She thought, briefly, about calling to apologize. Or offering something resembling an apology, at least. Maybe a two-line text _: I didn't mean that quite the way it sounded. Call me later._ Because, really, what was there to apologize _for_?

Alex was always so stubborn, so insistent, burrowing his way into everyone's business. And his knee-jerk retort—"I'm the sheriff, Norma,"—only held so much sway with so many people. At a certain point one had to crack. It was natural; he should've seen it coming.

What was it her mother used to say?

 _Beat a dog long enough, eventually it goes for your throat._

Something like that.

Alex Romero, she'd decided, had simply spent too much time beating too many proverbial dogs. If her resistance to his constant, intrusive inquiries upset him, he had no one but himself to blame.

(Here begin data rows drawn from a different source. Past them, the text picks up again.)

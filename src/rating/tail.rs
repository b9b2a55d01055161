use statrs::distribution::{ContinuousCDF, Normal};

use super::types::TailProbability;
use crate::errors::{AnalysisError, AnalysisResult};

/// P(X > threshold) for X ~ Normal(mean, std_dev)
pub fn tail_probability(
    mean: f64,
    std_dev: f64,
    threshold: f64,
) -> AnalysisResult<TailProbability> {
    validate_inputs(mean, std_dev, threshold)?;

    let normal = Normal::new(mean, std_dev)
        .map_err(|e| AnalysisError::InvalidParameter(e.to_string()))?;

    Ok(TailProbability {
        threshold,
        probability: normal.sf(threshold),
    })
}

fn validate_inputs(mean: f64, std_dev: f64, threshold: f64) -> AnalysisResult<()> {
    if !mean.is_finite() || !threshold.is_finite() {
        return Err(AnalysisError::InvalidParameter(format!(
            "mean and threshold must be finite, got mean={}, threshold={}",
            mean, threshold
        )));
    }

    if !std_dev.is_finite() || std_dev <= 0.0 {
        return Err(AnalysisError::InvalidParameter(format!(
            "standard deviation must be positive, got {}",
            std_dev
        )));
    }

    Ok(())
}
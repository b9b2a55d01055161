use ndarray::Array1;
use serde::{Deserialize, Serialize};

use crate::errors::{AnalysisError, AnalysisResult};

/// Observed rating interval of a sample
#[derive(Debug, Clone, Copy, PartialEq, Serialize, Deserialize)]
pub struct RatingBounds {
    pub min: f64,
    pub max: f64,
}

impl RatingBounds {
    /// Bounds of a non-empty slice, `None` when there is nothing to bound
    pub fn from_values(values: &[f64]) -> Option<Self> {
        if values.is_empty() {
            return None;
        }

        let min = values.iter().copied().fold(f64::INFINITY, f64::min);
        let max = values.iter().copied().fold(f64::NEG_INFINITY, f64::max);
        Some(Self { min, max })
    }

    pub fn range(&self) -> f64 {
        self.max - self.min
    }

    pub fn is_degenerate(&self) -> bool {
        self.range() == 0.0
    }
}

/// Ordered ratings as read from the dataset.
///
/// Never empty and only holds finite values.
#[derive(Debug, Clone, PartialEq)]
pub struct RatingSample {
    values: Array1<f64>,
    bounds: RatingBounds,
}

impl RatingSample {
    pub fn new(values: Vec<f64>) -> AnalysisResult<Self> {
        if let Some((idx, value)) = values.iter().enumerate().find(|(_, v)| !v.is_finite()) {
            return Err(AnalysisError::DataLoad(format!(
                "rating #{} is not a finite number: {}",
                idx + 1,
                value
            )));
        }

        let bounds = RatingBounds::from_values(&values)
            .ok_or_else(|| AnalysisError::InvalidParameter("rating sample is empty".to_string()))?;

        Ok(Self {
            values: Array1::from_vec(values),
            bounds,
        })
    }

    pub fn values(&self) -> &Array1<f64> {
        &self.values
    }

    pub fn as_slice(&self) -> &[f64] {
        // Built from a Vec, so always contiguous
        self.values.as_slice().unwrap_or(&[])
    }

    pub fn len(&self) -> usize {
        self.values.len()
    }

    pub fn is_empty(&self) -> bool {
        self.values.is_empty()
    }

    pub fn bounds(&self) -> RatingBounds {
        self.bounds
    }

    /// Arithmetic mean of the raw ratings
    pub fn mean(&self) -> f64 {
        self.values.mean().unwrap_or(f64::NAN)
    }
}

/// Ratings mapped onto [0, 1] with the bounds they were mapped from
#[derive(Debug, Clone, PartialEq)]
pub struct NormalizedSample {
    values: Array1<f64>,
    bounds: RatingBounds,
}

impl NormalizedSample {
    pub(crate) fn new(values: Array1<f64>, bounds: RatingBounds) -> Self {
        Self { values, bounds }
    }

    pub fn values(&self) -> &Array1<f64> {
        &self.values
    }

    pub fn len(&self) -> usize {
        self.values.len()
    }

    pub fn is_empty(&self) -> bool {
        self.values.is_empty()
    }

    pub fn bounds(&self) -> RatingBounds {
        self.bounds
    }
}
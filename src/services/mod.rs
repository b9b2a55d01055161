pub mod analysis;

pub use analysis::AnalysisService;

Still, she couldn't quite shake the memory of his face when she'd said, "Jon never pushes me." Beneath the exhaustion—he'd walked through her front door resembling a man who hadn't met sleep in over a week—and his usual placid demeanor, a crack had begun to show.

Just a trace; present one moment, gone the next. Something in the line of his shoulders. Something soft in his eyes. Something wounded.

In the moment, she'd wanted to take it all back. To tell him she hadn't meant it—she was tired and stressed out and angry, and he had a way of pushing all her buttons, and couldn't he simply _understand…?—_ but she hadn't, and by the time he turned his back, halfway to her front door, she'd realized she didn't have the heart, or, perhaps more accurately, the courage—although what, exactly, frightened her, she couldn't say—to ask him to stay.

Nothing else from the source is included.